- [WHAT NEEDS TO BE DONE]
The response should contain only those lines of the entries below that include the string "crates".

- [SOURCE DATA]

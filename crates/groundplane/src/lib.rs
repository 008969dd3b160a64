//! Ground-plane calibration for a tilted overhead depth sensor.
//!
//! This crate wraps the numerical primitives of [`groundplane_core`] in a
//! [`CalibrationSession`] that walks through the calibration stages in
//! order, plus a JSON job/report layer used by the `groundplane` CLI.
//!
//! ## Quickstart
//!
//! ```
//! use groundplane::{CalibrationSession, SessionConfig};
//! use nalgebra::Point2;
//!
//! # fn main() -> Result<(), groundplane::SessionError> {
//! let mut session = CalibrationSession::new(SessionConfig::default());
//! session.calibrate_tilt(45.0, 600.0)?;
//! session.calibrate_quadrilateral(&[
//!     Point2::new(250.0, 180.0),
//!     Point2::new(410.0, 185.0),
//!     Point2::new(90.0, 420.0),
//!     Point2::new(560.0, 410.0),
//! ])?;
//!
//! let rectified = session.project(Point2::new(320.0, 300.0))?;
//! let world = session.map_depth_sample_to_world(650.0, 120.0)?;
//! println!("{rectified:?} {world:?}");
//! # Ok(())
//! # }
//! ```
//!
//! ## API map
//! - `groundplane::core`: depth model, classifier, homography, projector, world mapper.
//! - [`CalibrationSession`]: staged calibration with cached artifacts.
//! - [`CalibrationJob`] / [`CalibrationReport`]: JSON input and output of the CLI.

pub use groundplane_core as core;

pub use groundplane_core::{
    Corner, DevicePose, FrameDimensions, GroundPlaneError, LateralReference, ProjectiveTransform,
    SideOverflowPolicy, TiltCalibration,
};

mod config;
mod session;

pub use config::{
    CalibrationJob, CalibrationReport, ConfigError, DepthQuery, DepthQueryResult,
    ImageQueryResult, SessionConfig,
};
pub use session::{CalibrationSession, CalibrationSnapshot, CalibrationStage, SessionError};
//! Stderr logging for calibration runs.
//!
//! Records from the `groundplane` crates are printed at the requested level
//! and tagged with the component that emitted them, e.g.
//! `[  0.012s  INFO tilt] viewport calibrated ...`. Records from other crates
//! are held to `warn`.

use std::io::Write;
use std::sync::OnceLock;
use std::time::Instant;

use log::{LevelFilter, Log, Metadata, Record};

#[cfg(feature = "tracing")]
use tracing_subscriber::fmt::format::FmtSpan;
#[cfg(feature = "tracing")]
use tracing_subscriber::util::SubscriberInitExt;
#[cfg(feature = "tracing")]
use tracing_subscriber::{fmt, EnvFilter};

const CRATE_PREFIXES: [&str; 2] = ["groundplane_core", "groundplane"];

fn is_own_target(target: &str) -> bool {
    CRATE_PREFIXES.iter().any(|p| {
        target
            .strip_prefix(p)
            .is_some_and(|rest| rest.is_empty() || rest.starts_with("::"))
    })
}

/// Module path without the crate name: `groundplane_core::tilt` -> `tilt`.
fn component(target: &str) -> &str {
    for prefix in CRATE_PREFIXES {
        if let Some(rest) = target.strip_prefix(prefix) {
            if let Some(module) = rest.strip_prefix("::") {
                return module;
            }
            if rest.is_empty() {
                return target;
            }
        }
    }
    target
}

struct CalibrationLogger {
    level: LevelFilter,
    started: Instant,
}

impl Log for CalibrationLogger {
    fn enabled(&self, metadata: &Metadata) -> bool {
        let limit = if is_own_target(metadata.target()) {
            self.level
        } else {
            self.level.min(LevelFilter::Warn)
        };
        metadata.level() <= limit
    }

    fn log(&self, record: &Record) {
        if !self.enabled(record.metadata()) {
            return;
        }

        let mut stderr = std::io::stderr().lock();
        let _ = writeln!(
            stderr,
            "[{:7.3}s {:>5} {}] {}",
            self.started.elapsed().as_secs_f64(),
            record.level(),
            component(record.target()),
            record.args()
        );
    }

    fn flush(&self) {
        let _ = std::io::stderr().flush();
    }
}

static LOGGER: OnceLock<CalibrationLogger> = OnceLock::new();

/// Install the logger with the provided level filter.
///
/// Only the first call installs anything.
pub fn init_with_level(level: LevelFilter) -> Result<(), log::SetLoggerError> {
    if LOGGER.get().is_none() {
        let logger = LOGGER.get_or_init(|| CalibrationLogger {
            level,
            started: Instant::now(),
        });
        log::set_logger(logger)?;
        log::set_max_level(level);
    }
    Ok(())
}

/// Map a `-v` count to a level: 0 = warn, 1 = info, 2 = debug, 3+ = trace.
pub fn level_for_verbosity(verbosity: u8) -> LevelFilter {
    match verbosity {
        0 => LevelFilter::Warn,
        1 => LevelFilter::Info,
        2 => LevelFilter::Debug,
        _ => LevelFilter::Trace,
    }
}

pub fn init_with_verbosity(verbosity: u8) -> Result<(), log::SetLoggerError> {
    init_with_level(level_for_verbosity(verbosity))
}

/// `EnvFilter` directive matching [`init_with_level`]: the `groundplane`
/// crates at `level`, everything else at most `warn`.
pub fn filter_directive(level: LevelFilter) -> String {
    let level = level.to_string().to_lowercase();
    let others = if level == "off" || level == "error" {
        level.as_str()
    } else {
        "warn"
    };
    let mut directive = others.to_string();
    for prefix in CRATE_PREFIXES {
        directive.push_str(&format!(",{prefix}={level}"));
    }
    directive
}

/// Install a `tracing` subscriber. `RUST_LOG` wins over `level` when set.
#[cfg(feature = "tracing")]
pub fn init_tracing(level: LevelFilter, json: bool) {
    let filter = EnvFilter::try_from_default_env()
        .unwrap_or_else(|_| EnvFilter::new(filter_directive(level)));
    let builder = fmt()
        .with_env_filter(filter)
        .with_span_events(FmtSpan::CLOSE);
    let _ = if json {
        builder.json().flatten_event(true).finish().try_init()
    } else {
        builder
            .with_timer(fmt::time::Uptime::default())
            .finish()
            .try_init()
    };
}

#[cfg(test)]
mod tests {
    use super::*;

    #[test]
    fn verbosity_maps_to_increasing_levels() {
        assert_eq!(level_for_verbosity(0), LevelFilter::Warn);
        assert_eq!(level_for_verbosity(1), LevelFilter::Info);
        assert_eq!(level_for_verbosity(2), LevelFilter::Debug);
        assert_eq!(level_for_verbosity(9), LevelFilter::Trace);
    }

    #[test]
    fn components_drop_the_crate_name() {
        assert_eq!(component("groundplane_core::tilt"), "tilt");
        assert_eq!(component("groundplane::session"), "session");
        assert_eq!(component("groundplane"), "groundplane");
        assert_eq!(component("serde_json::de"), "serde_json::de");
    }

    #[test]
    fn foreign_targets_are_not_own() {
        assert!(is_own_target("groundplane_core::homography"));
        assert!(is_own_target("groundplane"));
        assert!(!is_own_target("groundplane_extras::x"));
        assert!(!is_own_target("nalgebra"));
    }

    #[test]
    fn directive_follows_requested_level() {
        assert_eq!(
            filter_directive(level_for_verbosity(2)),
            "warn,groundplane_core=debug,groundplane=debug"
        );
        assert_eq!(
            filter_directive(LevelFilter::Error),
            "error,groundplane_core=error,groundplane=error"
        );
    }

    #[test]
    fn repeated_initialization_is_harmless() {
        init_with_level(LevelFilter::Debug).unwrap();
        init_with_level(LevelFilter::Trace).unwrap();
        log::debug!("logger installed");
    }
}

- [EXERCISE ANSWER]
filename crates/groundplane/src/lib.rs
//! Records from the `groundplane` crates are printed at the requested level
//! `[  0.012s  INFO tilt] viewport calibrated ...`. Records from other crates
/// crates at `level`, everything else at most `warn`.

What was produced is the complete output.